## Work instructions
From the records below, take each line where the string "process" shows up and copy it.

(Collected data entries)
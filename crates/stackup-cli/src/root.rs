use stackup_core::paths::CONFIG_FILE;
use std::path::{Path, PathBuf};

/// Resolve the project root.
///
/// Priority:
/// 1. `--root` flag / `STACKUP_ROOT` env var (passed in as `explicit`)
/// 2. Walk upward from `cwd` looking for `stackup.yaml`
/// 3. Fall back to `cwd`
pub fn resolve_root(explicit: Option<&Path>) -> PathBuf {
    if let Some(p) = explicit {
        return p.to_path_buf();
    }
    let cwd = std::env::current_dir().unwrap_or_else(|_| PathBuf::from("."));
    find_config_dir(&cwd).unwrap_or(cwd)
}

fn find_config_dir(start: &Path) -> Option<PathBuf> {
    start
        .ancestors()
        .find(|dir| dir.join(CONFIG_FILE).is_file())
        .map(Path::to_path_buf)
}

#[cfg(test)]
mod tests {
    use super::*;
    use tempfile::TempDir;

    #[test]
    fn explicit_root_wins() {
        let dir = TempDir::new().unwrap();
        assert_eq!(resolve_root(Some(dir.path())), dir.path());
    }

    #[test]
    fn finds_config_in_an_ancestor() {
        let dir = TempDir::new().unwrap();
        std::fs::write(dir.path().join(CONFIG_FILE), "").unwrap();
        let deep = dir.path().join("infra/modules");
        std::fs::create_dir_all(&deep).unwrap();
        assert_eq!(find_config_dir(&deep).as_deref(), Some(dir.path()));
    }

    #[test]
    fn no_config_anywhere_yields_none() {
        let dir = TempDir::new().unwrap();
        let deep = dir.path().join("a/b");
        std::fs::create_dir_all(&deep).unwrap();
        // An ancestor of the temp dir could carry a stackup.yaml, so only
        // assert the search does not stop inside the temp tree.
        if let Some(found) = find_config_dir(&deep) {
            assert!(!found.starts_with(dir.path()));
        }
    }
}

* * *

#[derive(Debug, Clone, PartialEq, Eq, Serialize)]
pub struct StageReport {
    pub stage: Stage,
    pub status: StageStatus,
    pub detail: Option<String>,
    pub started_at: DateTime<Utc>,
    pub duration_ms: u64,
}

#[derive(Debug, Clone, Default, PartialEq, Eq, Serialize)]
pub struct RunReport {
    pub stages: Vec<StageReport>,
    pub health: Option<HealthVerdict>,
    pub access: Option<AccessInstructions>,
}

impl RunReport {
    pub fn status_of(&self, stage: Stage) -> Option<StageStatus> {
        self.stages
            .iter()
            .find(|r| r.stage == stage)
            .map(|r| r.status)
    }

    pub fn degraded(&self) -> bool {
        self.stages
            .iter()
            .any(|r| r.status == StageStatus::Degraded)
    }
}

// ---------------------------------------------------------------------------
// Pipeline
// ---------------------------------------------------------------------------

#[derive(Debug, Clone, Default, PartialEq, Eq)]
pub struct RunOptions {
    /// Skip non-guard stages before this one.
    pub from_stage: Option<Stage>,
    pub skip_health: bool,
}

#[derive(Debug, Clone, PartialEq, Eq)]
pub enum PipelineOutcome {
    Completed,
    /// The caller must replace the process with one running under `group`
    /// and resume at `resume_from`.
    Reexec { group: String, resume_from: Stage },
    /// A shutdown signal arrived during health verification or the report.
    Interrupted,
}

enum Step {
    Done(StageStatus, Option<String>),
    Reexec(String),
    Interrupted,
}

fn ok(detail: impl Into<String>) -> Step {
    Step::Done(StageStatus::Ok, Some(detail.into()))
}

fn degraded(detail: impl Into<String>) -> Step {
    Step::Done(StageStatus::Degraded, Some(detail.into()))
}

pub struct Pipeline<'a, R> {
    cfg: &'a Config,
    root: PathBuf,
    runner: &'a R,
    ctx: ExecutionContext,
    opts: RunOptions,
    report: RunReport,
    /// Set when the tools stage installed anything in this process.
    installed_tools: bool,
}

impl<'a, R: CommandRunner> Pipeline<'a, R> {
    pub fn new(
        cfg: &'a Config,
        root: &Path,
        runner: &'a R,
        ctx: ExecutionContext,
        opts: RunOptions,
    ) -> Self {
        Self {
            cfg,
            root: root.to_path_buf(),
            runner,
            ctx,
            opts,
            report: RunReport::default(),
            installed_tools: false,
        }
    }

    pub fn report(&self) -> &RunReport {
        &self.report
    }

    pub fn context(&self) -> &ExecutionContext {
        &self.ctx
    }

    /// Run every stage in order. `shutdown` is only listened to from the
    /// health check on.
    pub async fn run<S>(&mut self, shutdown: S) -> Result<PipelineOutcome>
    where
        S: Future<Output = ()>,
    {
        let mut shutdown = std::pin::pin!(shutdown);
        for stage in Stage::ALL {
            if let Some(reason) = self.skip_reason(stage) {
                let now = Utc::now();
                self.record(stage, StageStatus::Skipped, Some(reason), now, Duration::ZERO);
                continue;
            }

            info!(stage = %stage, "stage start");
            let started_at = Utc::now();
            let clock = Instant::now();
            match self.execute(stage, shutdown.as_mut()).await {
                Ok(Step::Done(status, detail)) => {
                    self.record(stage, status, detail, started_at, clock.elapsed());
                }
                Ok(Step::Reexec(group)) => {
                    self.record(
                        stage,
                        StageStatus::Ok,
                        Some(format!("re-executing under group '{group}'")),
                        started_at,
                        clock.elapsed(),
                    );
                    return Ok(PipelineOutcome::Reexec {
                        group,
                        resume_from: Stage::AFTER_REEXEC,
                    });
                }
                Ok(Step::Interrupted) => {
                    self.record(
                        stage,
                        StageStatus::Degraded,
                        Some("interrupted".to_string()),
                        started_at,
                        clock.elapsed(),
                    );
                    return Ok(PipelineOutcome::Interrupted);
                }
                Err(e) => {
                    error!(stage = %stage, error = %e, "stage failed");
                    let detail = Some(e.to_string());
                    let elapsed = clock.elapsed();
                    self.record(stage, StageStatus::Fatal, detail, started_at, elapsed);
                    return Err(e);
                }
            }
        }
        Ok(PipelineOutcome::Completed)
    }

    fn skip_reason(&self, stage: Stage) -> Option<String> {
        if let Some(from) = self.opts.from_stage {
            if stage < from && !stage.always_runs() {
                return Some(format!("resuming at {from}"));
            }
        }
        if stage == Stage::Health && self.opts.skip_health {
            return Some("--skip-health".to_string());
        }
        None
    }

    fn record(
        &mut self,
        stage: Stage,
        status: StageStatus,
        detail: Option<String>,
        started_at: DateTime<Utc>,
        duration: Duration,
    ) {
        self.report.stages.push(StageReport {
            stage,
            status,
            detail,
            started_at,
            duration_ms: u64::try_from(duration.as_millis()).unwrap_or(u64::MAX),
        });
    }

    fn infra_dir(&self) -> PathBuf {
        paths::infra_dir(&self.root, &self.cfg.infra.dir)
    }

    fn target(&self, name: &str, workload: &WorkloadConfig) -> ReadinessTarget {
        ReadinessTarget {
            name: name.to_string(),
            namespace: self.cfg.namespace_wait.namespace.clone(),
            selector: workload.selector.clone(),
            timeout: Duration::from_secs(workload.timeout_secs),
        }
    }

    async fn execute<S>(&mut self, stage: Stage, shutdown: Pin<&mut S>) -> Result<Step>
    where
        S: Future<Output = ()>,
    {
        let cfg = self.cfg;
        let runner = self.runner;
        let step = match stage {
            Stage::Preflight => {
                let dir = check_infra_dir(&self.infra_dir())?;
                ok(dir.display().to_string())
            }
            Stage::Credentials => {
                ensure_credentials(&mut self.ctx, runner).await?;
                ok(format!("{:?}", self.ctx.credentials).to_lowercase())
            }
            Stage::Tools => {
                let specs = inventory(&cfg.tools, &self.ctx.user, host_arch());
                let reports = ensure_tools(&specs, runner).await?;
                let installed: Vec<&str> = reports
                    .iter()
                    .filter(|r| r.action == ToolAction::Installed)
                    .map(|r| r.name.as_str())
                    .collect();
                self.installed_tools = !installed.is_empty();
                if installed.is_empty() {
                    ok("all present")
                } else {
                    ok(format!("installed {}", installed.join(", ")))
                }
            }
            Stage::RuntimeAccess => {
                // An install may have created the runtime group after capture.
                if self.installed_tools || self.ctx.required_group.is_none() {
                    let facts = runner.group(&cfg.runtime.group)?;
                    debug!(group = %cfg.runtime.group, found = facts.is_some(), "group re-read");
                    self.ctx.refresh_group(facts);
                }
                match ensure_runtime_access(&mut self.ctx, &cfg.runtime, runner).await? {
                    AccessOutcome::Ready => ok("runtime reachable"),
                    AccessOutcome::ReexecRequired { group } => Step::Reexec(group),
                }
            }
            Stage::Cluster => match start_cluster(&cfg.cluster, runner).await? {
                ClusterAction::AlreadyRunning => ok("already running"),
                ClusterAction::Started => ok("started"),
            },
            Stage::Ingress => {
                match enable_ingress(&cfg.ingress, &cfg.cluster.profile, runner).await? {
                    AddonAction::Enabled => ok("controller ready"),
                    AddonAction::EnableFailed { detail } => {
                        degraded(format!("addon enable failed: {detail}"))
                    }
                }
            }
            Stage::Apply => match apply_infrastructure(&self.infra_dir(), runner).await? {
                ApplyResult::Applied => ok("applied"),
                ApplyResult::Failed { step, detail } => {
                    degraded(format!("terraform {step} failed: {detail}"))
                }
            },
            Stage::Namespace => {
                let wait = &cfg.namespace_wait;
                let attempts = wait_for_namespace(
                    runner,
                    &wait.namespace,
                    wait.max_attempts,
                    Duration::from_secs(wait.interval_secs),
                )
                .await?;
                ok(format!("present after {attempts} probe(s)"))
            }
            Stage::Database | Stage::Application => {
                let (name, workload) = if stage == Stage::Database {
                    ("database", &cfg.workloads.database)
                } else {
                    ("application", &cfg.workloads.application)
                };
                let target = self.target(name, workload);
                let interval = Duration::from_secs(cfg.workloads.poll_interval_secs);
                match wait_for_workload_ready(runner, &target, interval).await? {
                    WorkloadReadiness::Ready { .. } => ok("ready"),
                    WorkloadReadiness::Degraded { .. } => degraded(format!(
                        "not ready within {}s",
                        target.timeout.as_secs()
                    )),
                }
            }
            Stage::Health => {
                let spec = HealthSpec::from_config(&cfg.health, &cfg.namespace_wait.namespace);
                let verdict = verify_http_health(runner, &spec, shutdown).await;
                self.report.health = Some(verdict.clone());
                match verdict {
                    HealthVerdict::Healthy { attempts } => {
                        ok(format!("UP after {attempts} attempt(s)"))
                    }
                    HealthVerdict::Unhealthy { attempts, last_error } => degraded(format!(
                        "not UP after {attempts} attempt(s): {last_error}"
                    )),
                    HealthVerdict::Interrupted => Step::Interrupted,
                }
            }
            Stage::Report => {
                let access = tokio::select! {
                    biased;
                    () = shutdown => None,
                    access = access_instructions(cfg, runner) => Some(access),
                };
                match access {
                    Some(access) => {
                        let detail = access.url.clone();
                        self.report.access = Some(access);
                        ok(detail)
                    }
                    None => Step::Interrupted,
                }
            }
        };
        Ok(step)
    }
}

## Response area
    /// The caller must replace the process with one running under `group`
    /// Set when the tools stage installed anything in this process.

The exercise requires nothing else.